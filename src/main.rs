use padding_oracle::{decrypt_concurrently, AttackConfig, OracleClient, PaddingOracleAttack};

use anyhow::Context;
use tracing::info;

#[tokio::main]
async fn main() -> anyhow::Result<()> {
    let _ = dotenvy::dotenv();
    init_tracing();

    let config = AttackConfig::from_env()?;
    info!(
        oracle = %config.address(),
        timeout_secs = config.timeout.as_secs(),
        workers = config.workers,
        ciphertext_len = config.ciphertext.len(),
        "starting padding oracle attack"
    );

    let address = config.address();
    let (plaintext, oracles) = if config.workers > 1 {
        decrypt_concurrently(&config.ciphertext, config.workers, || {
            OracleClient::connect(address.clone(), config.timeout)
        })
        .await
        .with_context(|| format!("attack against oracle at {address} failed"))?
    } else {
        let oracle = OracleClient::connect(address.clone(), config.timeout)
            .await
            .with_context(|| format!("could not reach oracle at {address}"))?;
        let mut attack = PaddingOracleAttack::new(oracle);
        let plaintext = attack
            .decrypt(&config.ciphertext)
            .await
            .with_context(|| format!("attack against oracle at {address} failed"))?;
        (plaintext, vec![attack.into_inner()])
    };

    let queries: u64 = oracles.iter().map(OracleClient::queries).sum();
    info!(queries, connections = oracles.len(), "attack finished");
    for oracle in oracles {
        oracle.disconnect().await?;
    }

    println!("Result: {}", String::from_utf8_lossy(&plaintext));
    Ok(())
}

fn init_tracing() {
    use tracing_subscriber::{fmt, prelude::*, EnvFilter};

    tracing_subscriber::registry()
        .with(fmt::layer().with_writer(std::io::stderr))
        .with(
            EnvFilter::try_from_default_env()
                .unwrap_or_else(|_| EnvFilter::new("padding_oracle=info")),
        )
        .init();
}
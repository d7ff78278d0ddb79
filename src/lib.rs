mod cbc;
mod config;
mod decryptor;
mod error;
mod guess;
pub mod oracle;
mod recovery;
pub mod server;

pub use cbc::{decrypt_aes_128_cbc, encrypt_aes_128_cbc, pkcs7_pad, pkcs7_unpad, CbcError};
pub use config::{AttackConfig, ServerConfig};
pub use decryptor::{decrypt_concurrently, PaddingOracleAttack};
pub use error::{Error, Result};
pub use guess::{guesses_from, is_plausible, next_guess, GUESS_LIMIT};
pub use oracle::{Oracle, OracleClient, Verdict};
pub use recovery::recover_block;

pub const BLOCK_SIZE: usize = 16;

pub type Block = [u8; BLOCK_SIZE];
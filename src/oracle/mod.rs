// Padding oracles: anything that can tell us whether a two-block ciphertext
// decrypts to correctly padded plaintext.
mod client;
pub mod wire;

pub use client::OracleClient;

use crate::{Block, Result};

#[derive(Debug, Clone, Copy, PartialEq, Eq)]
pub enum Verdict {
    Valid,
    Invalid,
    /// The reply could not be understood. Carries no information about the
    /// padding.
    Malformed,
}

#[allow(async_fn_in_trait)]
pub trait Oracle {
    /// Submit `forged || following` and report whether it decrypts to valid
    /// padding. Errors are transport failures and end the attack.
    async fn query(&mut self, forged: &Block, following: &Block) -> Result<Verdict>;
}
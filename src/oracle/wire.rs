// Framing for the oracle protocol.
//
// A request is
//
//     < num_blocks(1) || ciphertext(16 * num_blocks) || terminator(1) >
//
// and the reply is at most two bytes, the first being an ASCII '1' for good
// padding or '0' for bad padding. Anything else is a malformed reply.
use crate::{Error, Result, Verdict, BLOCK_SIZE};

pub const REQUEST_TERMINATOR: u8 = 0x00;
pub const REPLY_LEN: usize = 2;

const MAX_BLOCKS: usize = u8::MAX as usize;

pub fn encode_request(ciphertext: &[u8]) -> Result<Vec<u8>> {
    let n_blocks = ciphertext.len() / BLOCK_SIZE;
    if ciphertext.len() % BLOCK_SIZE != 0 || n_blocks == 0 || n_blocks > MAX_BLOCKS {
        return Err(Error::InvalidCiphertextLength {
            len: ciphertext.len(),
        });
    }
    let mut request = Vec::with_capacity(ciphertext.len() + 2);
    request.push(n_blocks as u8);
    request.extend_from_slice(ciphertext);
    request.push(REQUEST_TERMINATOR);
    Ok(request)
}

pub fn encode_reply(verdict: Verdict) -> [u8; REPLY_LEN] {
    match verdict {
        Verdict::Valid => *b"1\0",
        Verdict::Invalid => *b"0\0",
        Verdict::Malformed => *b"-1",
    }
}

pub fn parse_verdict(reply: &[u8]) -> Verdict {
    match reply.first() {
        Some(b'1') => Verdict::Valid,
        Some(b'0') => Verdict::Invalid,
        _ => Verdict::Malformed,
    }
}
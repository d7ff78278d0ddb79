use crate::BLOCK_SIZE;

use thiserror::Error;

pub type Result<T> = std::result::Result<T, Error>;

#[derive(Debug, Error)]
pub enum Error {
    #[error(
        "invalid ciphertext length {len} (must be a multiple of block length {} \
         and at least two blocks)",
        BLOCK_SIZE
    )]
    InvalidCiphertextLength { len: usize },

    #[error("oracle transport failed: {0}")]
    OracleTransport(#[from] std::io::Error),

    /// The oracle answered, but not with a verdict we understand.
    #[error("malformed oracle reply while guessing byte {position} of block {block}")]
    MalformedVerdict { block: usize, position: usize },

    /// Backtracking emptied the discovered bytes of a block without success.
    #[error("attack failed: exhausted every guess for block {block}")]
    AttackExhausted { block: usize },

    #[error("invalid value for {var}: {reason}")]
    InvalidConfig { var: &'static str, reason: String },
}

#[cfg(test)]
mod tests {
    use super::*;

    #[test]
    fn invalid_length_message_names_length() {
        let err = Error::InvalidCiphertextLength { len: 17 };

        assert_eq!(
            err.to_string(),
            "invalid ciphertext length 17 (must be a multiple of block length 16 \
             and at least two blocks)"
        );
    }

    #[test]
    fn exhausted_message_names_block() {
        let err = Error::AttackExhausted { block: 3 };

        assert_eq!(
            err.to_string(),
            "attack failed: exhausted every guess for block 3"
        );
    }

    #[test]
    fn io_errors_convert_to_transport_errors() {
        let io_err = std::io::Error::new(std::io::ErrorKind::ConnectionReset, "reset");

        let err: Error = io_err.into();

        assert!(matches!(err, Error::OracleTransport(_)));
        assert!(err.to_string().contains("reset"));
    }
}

• _TASK GOAL_
If the word "decrypts" is on a line above, return that line.

• _ANSWER BOX_
// decrypts to correctly padded plaintext.
    /// Submit `forged || following` and report whether it decrypts to valid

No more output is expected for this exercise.